The one thing that hardwood flooring really does not do well with is an excessive amount of water. Even if you are fairly diligent about drying the floor off there will still inevitably be some excess moisture left behind which could lead to hard to clean off – and rather ugly – water staining and even, over time if you do it often enough, mold and mildew in the flooring seams which is a much more serious problem that may eventually require expensive professional remediation that could delay, or even kill, a potential sale.
Be Careful with Hardwood Floor Cleaners
If you head to the average grocery store right there in the cleaning products aisle you will find all kinds of ‘specialist’ hardwood cleaners. While the occasional use of the right product once in a while will help the floor look shinier, the right product is the operative word.
Harsh chemicals are never a good idea for use on hardwood flooring of any type – and certainly not on a softer option like cherry – and so even if a chemical product says it is suitable for hardwood cleaning proceed with extreme caution. Some of these products can permanently discolor hardwood which is something that even a professional cleaning can’t fix, leaving you faced with an expensive sanding and refinishing job that you never needed before making a product mistake.
To be safe stick to a product like Murphy’s Oil Soap which cleans well and even smells rather nice and don’t overuse it or a nasty sticky film may still build up.
Simple Stain Removal
Stain removal for hardwood floors is not a subject generally discussed that often because it takes quite a lot to stain a well finished hardwood floor. Most simple spills can be taken care of with the prompt use of a clean rag dampened with a solution of warm water and mild detergent, making sure to completely and thoroughly dry the area with a dry rag or paper towels immediately after.
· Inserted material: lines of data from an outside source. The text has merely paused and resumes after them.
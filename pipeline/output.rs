//! Result matrix serialization.
//!
//! The scoring endpoint expects a bare tab-separated table: one row per
//! patient, one column per split, each value rendered with four significant
//! digits the way C's `%.4g` chooses between fixed and scientific notation.
//! The file is written to a temporary sibling and renamed into place so a
//! failed run never leaves a truncated output behind.

use crate::evaluate::ResultMatrix;
use std::fs;
use std::path::Path;
use thiserror::Error;

/// Significant digits carried by every serialized prediction.
pub const OUTPUT_DIGITS: usize = 4;

#[derive(Debug, Error)]
pub enum OutputError {
    #[error("IO error: {0}")]
    Io(#[from] std::io::Error),
    #[error("CSV writer error: {0}")]
    Csv(#[from] csv::Error),
}

/// Serialize the result matrix as a headerless TSV.
pub fn write_result_matrix(path: &Path, matrix: &ResultMatrix) -> Result<(), OutputError> {
    let file_name = path
        .file_name()
        .map(|name| name.to_string_lossy().into_owned())
        .unwrap_or_else(|| "predictions".to_string());
    let temp_path = path.with_file_name(format!("{file_name}.tmp"));

    let write_result = (|| -> Result<(), OutputError> {
        let mut writer = csv::WriterBuilder::new()
            .delimiter(b'\t')
            .has_headers(false)
            .from_path(&temp_path)?;
        for row in matrix.values.rows() {
            let record: Vec<String> = row
                .iter()
                .map(|&value| format_significant(value, OUTPUT_DIGITS))
                .collect();
            writer.write_record(&record)?;
        }
        writer.flush()?;
        Ok(())
    })();

    if let Err(err) = write_result {
        let _ = fs::remove_file(&temp_path);
        return Err(err);
    }

    fs::rename(&temp_path, path).inspect_err(|_| {
        let _ = fs::remove_file(&temp_path);
    })?;

    log::info!(
        "Wrote {} patients x {} splits to '{}'.",
        matrix.values.nrows(),
        matrix.values.ncols(),
        path.display()
    );
    Ok(())
}

/// Render `value` with `digits` significant digits, `%g`-style: fixed
/// notation for moderate exponents, scientific otherwise, trailing zeros
/// trimmed. Callers guarantee finiteness; the matrix never carries NaN or
/// infinity.
pub fn format_significant(value: f64, digits: usize) -> String {
    let digits = digits.max(1);
    if value == 0.0 {
        return "0".to_string();
    }

    let magnitude = value.abs();
    let mut exponent = magnitude.log10().floor() as i32;
    // Rounding at the requested precision can carry into the next decade
    // (9.9999 -> 10.00), which changes the notation decision.
    let scale = 10f64.powi(digits as i32 - 1 - exponent);
    let rounded = (magnitude * scale).round() / scale;
    if rounded != 0.0 && (rounded.log10().floor() as i32) > exponent {
        exponent += 1;
    }

    if exponent < -4 || exponent >= digits as i32 {
        let mantissa = value.signum() * rounded / 10f64.powi(exponent);
        let body = trim_trailing_zeros(&format!("{:.*}", digits - 1, mantissa));
        let sign = if exponent < 0 { '-' } else { '+' };
        format!("{body}e{sign}{:02}", exponent.abs())
    } else {
        let decimals = (digits as i32 - 1 - exponent).max(0) as usize;
        trim_trailing_zeros(&format!("{:.*}", decimals, value.signum() * rounded))
    }
}

fn trim_trailing_zeros(rendered: &str) -> String {
    if !rendered.contains('.') {
        return rendered.to_string();
    }
    rendered.trim_end_matches('0').trim_end_matches('.').to_string()
}

#[cfg(test)]
mod tests {
    use super::*;
    use crate::evaluate::ResultMatrix;
    use ndarray::array;
    use tempfile::tempdir;

    #[test]
    fn renders_four_significant_digits() {
        assert_eq!(format_significant(0.0, 4), "0");
        assert_eq!(format_significant(1.0, 4), "1");
        assert_eq!(format_significant(123.456, 4), "123.5");
        assert_eq!(format_significant(1234.4, 4), "1234");
        assert_eq!(format_significant(0.5, 4), "0.5");
        assert_eq!(format_significant(-42.0, 4), "-42");
    }

    #[test]
    fn switches_to_scientific_outside_the_fixed_range() {
        assert_eq!(format_significant(123456.0, 4), "1.235e+05");
        assert_eq!(format_significant(0.000001234, 4), "1.234e-06");
        assert_eq!(format_significant(-123456.0, 4), "-1.235e+05");
    }

    #[test]
    fn rounding_can_carry_into_the_next_decade() {
        assert_eq!(format_significant(9.9999, 4), "10");
        assert_eq!(format_significant(99999.9, 4), "1e+05");
    }

    #[test]
    fn writes_a_headerless_tsv() {
        let matrix = ResultMatrix {
            patient_ids: vec!["p1".into(), "p2".into()],
            values: array![[12.0, 0.0], [345.26, 1234567.0]],
        };
        let dir = tempdir().unwrap();
        let path = dir.path().join("predictions.csv");
        write_result_matrix(&path, &matrix).unwrap();

        let content = std::fs::read_to_string(&path).unwrap();
        assert_eq!(content, "12\t0\n345.3\t1.235e+06\n");
        assert!(!dir.path().join("predictions.csv.tmp").exists());
    }
}
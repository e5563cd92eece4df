//! Wire types for the portal's JSON bodies.

use serde::{Deserialize, Serialize};

/// Metadata the portal holds for a stored entity.
#[derive(Debug, Clone, PartialEq, Serialize, Deserialize)]
#[serde(rename_all = "camelCase")]
pub struct EntityMetadata {
    pub id: String,
    pub name: String,
    #[serde(default, skip_serializing_if = "Option::is_none")]
    pub parent_id: Option<String>,
    #[serde(default, skip_serializing_if = "Option::is_none")]
    pub file_handle_id: Option<String>,
}

/// Request body for creating a file entity from an uploaded file handle.
#[derive(Debug, Clone, Serialize, Deserialize)]
#[serde(rename_all = "camelCase")]
pub struct CreateFileEntity {
    pub name: String,
    pub parent_id: String,
    pub file_handle_id: String,
}

/// Receipt for raw bytes uploaded ahead of entity creation.
#[derive(Debug, Clone, Serialize, Deserialize)]
#[serde(rename_all = "camelCase")]
pub struct FileHandle {
    pub id: String,
}

/// Descriptive metadata attached to a result entity. The evaluation queue
/// refuses to score a submission whose cancer code or data type is missing.
#[derive(Debug, Clone, PartialEq, Serialize, Deserialize)]
#[serde(rename_all = "camelCase")]
pub struct ResultAnnotations {
    pub cancer: String,
    pub data_type: String,
    pub method: String,
    pub normalization: String,
    pub feature_selection: String,
    pub clinical_used: String,
}

impl ResultAnnotations {
    /// Annotations for a clinical-covariates-only model: no normalization,
    /// no feature selection.
    pub fn clinical_model(cancer: &str, method: &str) -> Self {
        Self {
            cancer: cancer.to_string(),
            data_type: "clinical".to_string(),
            method: method.to_string(),
            normalization: "None".to_string(),
            feature_selection: "None".to_string(),
            clinical_used: "Yes".to_string(),
        }
    }
}

/// Which input entities an artifact was derived from and which code entity
/// produced it, rendered as a provenance graph on the entity page.
#[derive(Debug, Clone, PartialEq, Serialize, Deserialize)]
#[serde(rename_all = "camelCase")]
pub struct ProvenanceRecord {
    pub used: Vec<String>,
    pub executed: Vec<String>,
}

/// Request body for submitting a stored entity to an evaluation queue.
#[derive(Debug, Clone, Serialize, Deserialize)]
#[serde(rename_all = "camelCase")]
pub struct SubmissionRequest {
    pub evaluation_id: u64,
    pub entity_id: String,
}

/// The portal's acknowledgement of a submission.
#[derive(Debug, Clone, PartialEq, Serialize, Deserialize)]
#[serde(rename_all = "camelCase")]
pub struct SubmissionReceipt {
    pub id: String,
    pub evaluation_id: u64,
    pub entity_id: String,
}

#[cfg(test)]
mod tests {
    use super::*;

    #[test]
    fn annotations_round_trip_through_json() {
        let annotations = ResultAnnotations::clinical_model("KIRC", "Aalen additive model");
        let encoded = serde_json::to_string(&annotations).unwrap();
        assert!(encoded.contains("\"dataType\":\"clinical\""));
        assert!(encoded.contains("\"featureSelection\":\"None\""));
        let decoded: ResultAnnotations = serde_json::from_str(&encoded).unwrap();
        assert_eq!(decoded, annotations);
    }

    #[test]
    fn provenance_round_trips_through_json() {
        let provenance = ProvenanceRecord {
            used: vec!["syn100".to_string(), "syn200".to_string()],
            executed: vec!["syn300".to_string()],
        };
        let encoded = serde_json::to_string(&provenance).unwrap();
        let decoded: ProvenanceRecord = serde_json::from_str(&encoded).unwrap();
        assert_eq!(decoded, provenance);
    }

    #[test]
    fn entity_metadata_tolerates_missing_optional_fields() {
        let decoded: EntityMetadata =
            serde_json::from_str(r#"{"id":"syn42","name":"clinical.tsv"}"#).unwrap();
        assert_eq!(decoded.id, "syn42");
        assert_eq!(decoded.parent_id, None);
        assert_eq!(decoded.file_handle_id, None);
    }
}
//! Client links: one client connection paired with one mux stream

use edgeturn_control::LinkGuard;
use edgeturn_proto::StreamId;
use edgeturn_transport::{bridge, BridgeStats, DuplexStream, PumpConfig};
use std::net::SocketAddr;
use std::sync::Arc;
use tokio::sync::OwnedSemaphorePermit;
use tracing::info;

/// Admission held for as long as a client link exists
#[derive(Debug)]
pub struct LinkLease {
    guard: LinkGuard,
    _permit: OwnedSemaphorePermit,
}

impl LinkLease {
    pub fn new(guard: LinkGuard, permit: OwnedSemaphorePermit) -> Self {
        Self {
            guard,
            _permit: permit,
        }
    }

    pub fn guard(&self) -> &LinkGuard {
        &self.guard
    }
}

/// A client attached to a session through one multiplexed stream.
///
/// A link is connecting until [`ProxyLink::bridge`] consumes it; once that
/// returns the link is closed and cannot be reused.
///
/// Dropping the link releases its lease; for single-client sessions that
/// closes the backend connection.
#[derive(Debug)]
pub struct ProxyLink {
    peer_addr: SocketAddr,
    token: String,
    stream_id: StreamId,
    lease: Arc<LinkLease>,
}

impl ProxyLink {
    pub fn new(peer_addr: SocketAddr, lease: Arc<LinkLease>, stream_id: StreamId) -> Self {
        Self {
            peer_addr,
            token: lease.guard().session().token().redacted(),
            stream_id,
            lease,
        }
    }

    /// Pump bytes between the client and the backend side until either ends
    pub async fn bridge<C, B>(self, client: C, backend: B, config: &PumpConfig) -> BridgeStats
    where
        C: DuplexStream,
        B: DuplexStream,
    {
        info!(
            "[{}] Client {} attached on stream {} ({} links)",
            self.token,
            self.peer_addr,
            self.stream_id,
            self.lease.guard().session().active_links()
        );

        let stats = bridge(client, backend, config).await;

        info!(
            "[{}] Client {} detached from stream {}: {} bytes up, {} bytes down",
            self.token, self.peer_addr, self.stream_id, stats.a_to_b, stats.b_to_a
        );
        stats
    }
}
What if the spill is a little nastier though? A bottle of nail polish or oil that is accidentally tracked in from outside? These are a little trickier. If you catch the spill right away when still tacky carefully applying mineral spirits (a mild, petroleum-based solvent that painters sometimes use instead of turpentine to clean paint brushes) Dried stains are tougher and sometimes have to involve sanding away the stain so you may be best advised to consult with a professional if the stain is a larger one to avoid permanent damage to the floor.